//! Cine Recommend - Catalog and recommendation services
//!
//! This crate composes the document store, embedding provider and
//! vector index into the operations the presentation layer calls:
//! - Catalog: list movies, add a movie (store write + best-effort indexing)
//! - Recommendations: free-text and "more like this" similarity search
//! - Connectivity probe for the status page
//!
//! Collaborators are held in an explicit [`MovieContext`] built once at
//! start-up; a collaborator that failed to connect is simply absent and the
//! operations that need it report it as unavailable.

use cine_core::{AppConfig, Result, ScoredMatch, StoreBackend, SystemStatus};
use cine_store::{DocumentStore, MemoryStore, SurrealDbStore};
use cine_vector::{HashingEmbedding, MemoryIndex, SemanticIndex};
use std::sync::Arc;

pub mod catalog;
pub mod probe;
pub mod recommend;
pub mod text;

pub use catalog::CatalogService;
pub use probe::ConnectivityProbe;
pub use recommend::RecommendationService;
pub use text::{movie_text, scored_match, similar_query_text, similarity_from_distance};

// ============================================================================
// Dependency Context
// ============================================================================

/// External collaborators shared by every service
#[derive(Clone)]
pub struct MovieContext {
    store: Option<Arc<dyn DocumentStore>>,
    index: Option<SemanticIndex>,
}

impl MovieContext {
    pub fn new(store: Option<Arc<dyn DocumentStore>>, index: Option<SemanticIndex>) -> Self {
        Self { store, index }
    }

    /// Connect to the configured backends
    ///
    /// Connection failures are logged and leave the collaborator unset.
    pub async fn connect(config: &AppConfig) -> Self {
        let store: Option<Arc<dyn DocumentStore>> = match config.database.store_backend {
            StoreBackend::Memory => Some(Arc::new(MemoryStore::new())),
            StoreBackend::SurrealDb => match SurrealDbStore::new(&config.database).await {
                Ok(store) => Some(Arc::new(store)),
                Err(e) => {
                    tracing::warn!("Document store not available: {}", e);
                    None
                }
            },
        };

        let index = match SemanticIndex::open(config).await {
            Ok(index) => Some(index),
            Err(e) => {
                tracing::warn!("Vector store not available: {}", e);
                None
            }
        };

        tracing::info!(
            store = store.as_ref().map(|s| s.name()).unwrap_or("none"),
            index = index.is_some(),
            "Movie context ready"
        );
        Self { store, index }
    }

    /// Fully in-process context with the offline hashing embedder
    pub fn in_memory(dimension: usize) -> Self {
        let index = SemanticIndex::new(
            Arc::new(HashingEmbedding::new(dimension)),
            Arc::new(MemoryIndex::new(dimension)),
        );
        Self::new(Some(Arc::new(MemoryStore::new())), Some(index))
    }

    pub fn catalog(&self) -> CatalogService {
        CatalogService::new(self.store.clone(), self.index.clone())
    }

    pub fn recommender(&self) -> RecommendationService {
        RecommendationService::new(self.index.clone())
    }

    pub fn probe(&self) -> ConnectivityProbe {
        ConnectivityProbe::new(self.store.clone())
    }

    /// "More like this" for a catalogued movie
    pub async fn similar_movies(&self, id: &str, k: usize) -> Result<Vec<ScoredMatch>> {
        let movie = self.catalog().find_movie(id).await?;
        self.recommender().similar_to(&movie, k).await
    }

    /// Reachability of both collaborators
    pub async fn status(&self) -> SystemStatus {
        let probe = self.probe().check_store_health().await;
        SystemStatus {
            store_connected: probe.is_ok(),
            store_error: probe.err().map(|e| e.to_string()),
            index_available: self.index.is_some(),
        }
    }
}

// ============================================================================
// Test doubles
// ============================================================================

#[cfg(test)]
pub(crate) mod testing {
    use async_trait::async_trait;
    use cine_core::{CineError, IndexedDocument, RawMatch, Result};
    use cine_vector::{HashingEmbedding, MemoryIndex, SemanticIndex, VectorIndex};
    use std::sync::Arc;

    /// Hashing embedder sized to the given memory index
    pub fn semantic(index: Arc<MemoryIndex>) -> SemanticIndex {
        let dimension = index.dimension();
        SemanticIndex::new(Arc::new(HashingEmbedding::new(dimension)), index)
    }

    /// Index whose writes always fail
    pub struct FailingIndex {
        dimension: usize,
    }

    impl FailingIndex {
        pub fn new(dimension: usize) -> Self {
            Self { dimension }
        }
    }

    #[async_trait]
    impl VectorIndex for FailingIndex {
        async fn ensure_collection(&self) -> Result<()> {
            Ok(())
        }

        async fn upsert(&self, _documents: &[IndexedDocument]) -> Result<()> {
            Err(CineError::IndexUnavailable("upsert refused".to_string()))
        }

        async fn query_nearest(&self, _vector: &[f32], _limit: usize) -> Result<Vec<RawMatch>> {
            Ok(Vec::new())
        }

        fn dimension(&self) -> usize {
            self.dimension
        }
    }

    /// Index returning a fixed hit list regardless of the query or limit
    pub struct StaticIndex {
        dimension: usize,
        matches: Vec<RawMatch>,
    }

    impl StaticIndex {
        pub fn new(dimension: usize, matches: Vec<RawMatch>) -> Self {
            Self { dimension, matches }
        }
    }

    #[async_trait]
    impl VectorIndex for StaticIndex {
        async fn ensure_collection(&self) -> Result<()> {
            Ok(())
        }

        async fn upsert(&self, _documents: &[IndexedDocument]) -> Result<()> {
            Ok(())
        }

        async fn query_nearest(&self, _vector: &[f32], _limit: usize) -> Result<Vec<RawMatch>> {
            Ok(self.matches.clone())
        }

        fn dimension(&self) -> usize {
            self.dimension
        }
    }
}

—————

- PROBLEM TO SOLVE:
Find "a catalogued movie" in the entries above and copy that whole line exactly, then each line after it through the line that contains "pub async fn status(&self)".

- FINAL ANSWER:
    /// "More like this" for a catalogued movie
    pub async fn similar_movies(&self, id: &str, k: usize) -> Result<Vec<ScoredMatch>> {
        let movie = self.catalog().find_movie(id).await?;
        self.recommender().similar_to(&movie, k).await
    }

    /// Reachability of both collaborators
    pub async fn status(&self) -> SystemStatus {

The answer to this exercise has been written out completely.